Synergistic cytotoxicity of iodine-131-anti-CD20 monoclonal antibodies and chemotherapy for treatment of B-cell lymphomas

Preliminary clinical trials suggest that iodine-131 (I-131)-labeled anti-CD20 monoclonal antibodies (MAbs) are effective single agents for the treatment of relapsed non-Hodgkin's B-cell lymphomas, However, despite high initial response rates, most patients treated in this manner will eventually relapse. We hypothesized that regimens combining I-131-anti-CD20 antibodies with standard chemotherapeutic agents may provide synergistic anti-tumor effects, and may improve the durability of responses in patients with lymphoma, To identify promising agents for clinical testing, we assessed the in vitro cytotoxicity of combinations of I-131-anti-BI (anti-CD20) antibody and 8 chemotherapeutic agents using 2 human CD20-expressing lymphoma cell lines and 2 corroborative assays, the thiazolyl tetrazolium bromide (MTT) and the Trypan blue dye exclusion assays. ID50 isobolographic and dose modification factor (DMF) analyses were used to classify interactions between the I-131-anti-BI antibody and the chemotherapeutic agents as supra-additive (synergistic), additive or sub-additive. Cytarabine and fludarabine were markedly supra-additive when combined with the radioimmunoconjugate, with the combination enhancing cytotoxiciy 3.5- to 5.2-fold over the level expected by simple addition of the 2 agents (DMFs 3.5-5.2).

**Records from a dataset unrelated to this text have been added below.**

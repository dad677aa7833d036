//! Postgres implementation of [`AgendaStore`].
//!
//! Every write that must not double-book runs in its own transaction and
//! takes a transaction-scoped advisory lock per `(professional, date)` before
//! checking for overlaps.

use agenda_core::{
    errors::{AgendaError, AgendaResult},
    models::{
        appointment::{Appointment, AppointmentStatus, NewAppointment},
        contract::{Contract, ContractStatus},
        reminder::PatientContact,
        template::AvailabilityTemplate,
        token::RescheduleToken,
    },
    store::{AgendaStore, ensure_status_unchanged},
};
use async_trait::async_trait;
use chrono::{DateTime, NaiveDate, Utc};
use eyre::WrapErr;
use sqlx::{PgConnection, Pool, Postgres};
use uuid::Uuid;

use crate::{
    models::into_appointments,
    repositories::{appointments, contacts, contracts, templates, tokens},
};

#[derive(Clone)]
pub struct PgStore {
    pool: Pool<Postgres>,
}

impl PgStore {
    pub fn new(pool: Pool<Postgres>) -> Self {
        Self { pool }
    }

    pub fn pool(&self) -> &Pool<Postgres> {
        &self.pool
    }
}

/// Locks every day `updated` touches, old and new, in a fixed order.
async fn lock_days(conn: &mut PgConnection, previous: &Appointment, updated: &Appointment) -> eyre::Result<()> {
    let mut days = vec![(previous.professional_id, previous.date), (updated.professional_id, updated.date)];
    days.sort();
    days.dedup();
    for (professional_id, date) in days {
        appointments::lock_day(&mut *conn, professional_id, date).await?;
    }
    Ok(())
}

/// Overlap check plus update; the caller holds the day locks.
async fn write_if_free(
    conn: &mut PgConnection,
    updated: &Appointment,
    now: DateTime<Utc>,
) -> AgendaResult<Option<Appointment>> {
    if updated.status.is_occupying() {
        let clash = appointments::find_overlap(
            &mut *conn,
            updated.professional_id,
            updated.date,
            updated.start,
            updated.end,
            Some(updated.id),
        )
        .await?;
        if clash.is_some() {
            return Ok(None);
        }
    }
    let row = appointments::update_appointment(&mut *conn, updated, now)
        .await?
        .ok_or_else(|| AgendaError::NotFound(format!("appointment {}", updated.id)))?;
    Ok(Some(Appointment::try_from(row)?))
}

/// Row-locks the stored appointment and checks it still has `expected` status.
async fn lock_current(
    conn: &mut PgConnection,
    id: Uuid,
    expected: AppointmentStatus,
) -> AgendaResult<Appointment> {
    let row = appointments::lock_appointment(&mut *conn, id)
        .await?
        .ok_or_else(|| AgendaError::NotFound(format!("appointment {id}")))?;
    let current = Appointment::try_from(row)?;
    ensure_status_unchanged(id, current.status, expected)?;
    Ok(current)
}

#[async_trait]
impl AgendaStore for PgStore {
    async fn templates(&self, professional_id: Uuid) -> AgendaResult<Vec<AvailabilityTemplate>> {
        let rows = templates::list_for_professional(&self.pool, professional_id).await?;
        let templates = rows
            .into_iter()
            .map(AvailabilityTemplate::try_from)
            .collect::<eyre::Result<Vec<_>>>()?;
        Ok(templates)
    }

    async fn replace_templates(
        &self,
        professional_id: Uuid,
        days: &[AvailabilityTemplate],
    ) -> AgendaResult<()> {
        let mut tx = self.pool.begin().await.wrap_err("failed to open transaction")?;
        for template in days {
            templates::upsert(&mut *tx, professional_id, template).await?;
        }
        tx.commit().await.wrap_err("failed to save templates")?;
        Ok(())
    }

    async fn contract(&self, contract_id: Uuid) -> AgendaResult<Option<Contract>> {
        let Some(row) = contracts::get_contract_by_id(&self.pool, contract_id).await? else {
            return Ok(None);
        };
        let rules = contracts::get_schedule_rules(&self.pool, contract_id).await?;
        Ok(Some(row.into_contract(rules)?))
    }

    async fn upsert_contract(&self, contract: &Contract) -> AgendaResult<Contract> {
        let mut tx = self.pool.begin().await.wrap_err("failed to open transaction")?;
        let row = contracts::upsert_contract(&mut *tx, contract).await?;
        contracts::delete_schedule_rules(&mut *tx, contract.id).await?;
        for rule in &contract.schedule_rules {
            contracts::insert_schedule_rule(&mut *tx, contract.id, rule).await?;
        }
        let rules = contracts::get_schedule_rules(&mut *tx, contract.id).await?;
        tx.commit().await.wrap_err("failed to save contract")?;
        Ok(row.into_contract(rules)?)
    }

    async fn mark_signed(&self, contract_id: Uuid, now: DateTime<Utc>) -> AgendaResult<u64> {
        let mut tx = self.pool.begin().await.wrap_err("failed to open transaction")?;
        let locked = contracts::lock_contract(&mut *tx, contract_id)
            .await?
            .ok_or_else(|| AgendaError::NotFound(format!("contract {contract_id}")))?;
        if locked.status.parse::<ContractStatus>()? == ContractStatus::Cancelled {
            return Err(AgendaError::NotEligible(format!("contract {contract_id} is cancelled")));
        }
        contracts::set_status(&mut *tx, contract_id, ContractStatus::Signed).await?;
        let promoted = appointments::promote_pre_scheduled(&mut *tx, contract_id, now).await?;
        tx.commit().await.wrap_err("failed to sign contract")?;
        Ok(promoted)
    }

    async fn end_contract(
        &self,
        contract_id: Uuid,
        end_date: NaiveDate,
        now: DateTime<Utc>,
    ) -> AgendaResult<Vec<Uuid>> {
        let mut tx = self.pool.begin().await.wrap_err("failed to open transaction")?;
        if contracts::lock_contract(&mut *tx, contract_id).await?.is_none() {
            return Err(AgendaError::NotFound(format!("contract {contract_id}")));
        }
        contracts::set_end_date(&mut *tx, contract_id, end_date).await?;
        let ended = appointments::end_series_after(&mut *tx, contract_id, end_date, now).await?;
        tx.commit().await.wrap_err("failed to end contract")?;
        Ok(ended)
    }

    async fn appointment(&self, appointment_id: Uuid) -> AgendaResult<Option<Appointment>> {
        let row = appointments::get_appointment_by_id(&self.pool, appointment_id).await?;
        Ok(row.map(Appointment::try_from).transpose()?)
    }

    async fn appointments_between(
        &self,
        professional_id: Uuid,
        from: NaiveDate,
        to: NaiveDate,
    ) -> AgendaResult<Vec<Appointment>> {
        let rows = appointments::list_between(&self.pool, professional_id, from, to).await?;
        Ok(into_appointments(rows)?)
    }

    async fn appointments_on(
        &self,
        date: NaiveDate,
        professional_id: Option<Uuid>,
    ) -> AgendaResult<Vec<Appointment>> {
        let rows = appointments::list_on(&self.pool, date, professional_id).await?;
        Ok(into_appointments(rows)?)
    }

    async fn insert_if_free(
        &self,
        appointment: NewAppointment,
        now: DateTime<Utc>,
    ) -> AgendaResult<Option<Appointment>> {
        let appointment = appointment.into_appointment(Uuid::new_v4(), now);
        let mut tx = self.pool.begin().await.wrap_err("failed to open transaction")?;
        appointments::lock_day(&mut *tx, appointment.professional_id, appointment.date).await?;

        let clash = appointments::find_overlap(
            &mut *tx,
            appointment.professional_id,
            appointment.date,
            appointment.start,
            appointment.end,
            None,
        )
        .await?;
        if clash.is_some() && appointment.status.is_occupying() {
            return Ok(None);
        }

        let row = appointments::insert_appointment(&mut *tx, &appointment).await?;
        tx.commit().await.wrap_err("failed to book appointment")?;
        Ok(Some(Appointment::try_from(row)?))
    }

    async fn update_if_free(
        &self,
        updated: &Appointment,
        expected: AppointmentStatus,
        now: DateTime<Utc>,
    ) -> AgendaResult<Option<Appointment>> {
        let mut tx = self.pool.begin().await.wrap_err("failed to open transaction")?;
        let previous = lock_current(&mut tx, updated.id, expected).await?;
        lock_days(&mut tx, &previous, updated).await?;

        let saved = write_if_free(&mut tx, updated, now).await?;
        if saved.is_some() {
            tx.commit().await.wrap_err("failed to update appointment")?;
        }
        Ok(saved)
    }

    async fn insert_token(&self, token: &RescheduleToken) -> AgendaResult<()> {
        tokens::insert_token(&self.pool, token).await?;
        Ok(())
    }

    async fn token(&self, token: &str) -> AgendaResult<Option<RescheduleToken>> {
        let row = tokens::get_token(&self.pool, token).await?;
        Ok(row.map(RescheduleToken::from))
    }

    async fn move_with_token(
        &self,
        token: &str,
        updated: &Appointment,
        expected: AppointmentStatus,
        now: DateTime<Utc>,
    ) -> AgendaResult<Option<Appointment>> {
        let mut tx = self.pool.begin().await.wrap_err("failed to open transaction")?;
        let stored = tokens::lock_token(&mut *tx, token)
            .await?
            .ok_or_else(|| AgendaError::NotFound("reschedule link".to_string()))?;
        if stored.consumed_at.is_some() {
            return Err(AgendaError::NotEligible(
                "this link has already been used to move the appointment".to_string(),
            ));
        }

        let previous = lock_current(&mut tx, updated.id, expected).await?;
        lock_days(&mut tx, &previous, updated).await?;
        let Some(moved) = write_if_free(&mut tx, updated, now).await? else {
            return Ok(None);
        };
        tokens::consume_token(&mut *tx, token, now).await?;
        tx.commit().await.wrap_err("failed to move appointment")?;
        Ok(Some(moved))
    }

    async fn delete_expired_tokens(&self, now: DateTime<Utc>) -> AgendaResult<u64> {
        Ok(tokens::delete_expired(&self.pool, now).await?)
    }

    async fn patient_contact(&self, patient_id: Uuid) -> AgendaResult<Option<PatientContact>> {
        let row = contacts::get_contact(&self.pool, patient_id).await?;
        Ok(row.map(PatientContact::from))
    }

    async fn upsert_patient_contact(&self, contact: &PatientContact) -> AgendaResult<()> {
        contacts::upsert_contact(&self.pool, contact).await?;
        Ok(())
    }
}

Etoposide, doxorubicin and SN-38 were moderately supra-additive (DMFs 2.0-2.8). Cisplatin and 4-hydroxycyclophosphamide exhibited merely additive cytotoxicity(DMFs 1.0-1.1), Thus, combination regimens containing I-131-labeled anti-CD20 antibodies and nucleoside analogs or topoisomerase inhibitors appear particularly attractive for future clinical trials. (C) 2000 Wiley-Liss, Inc.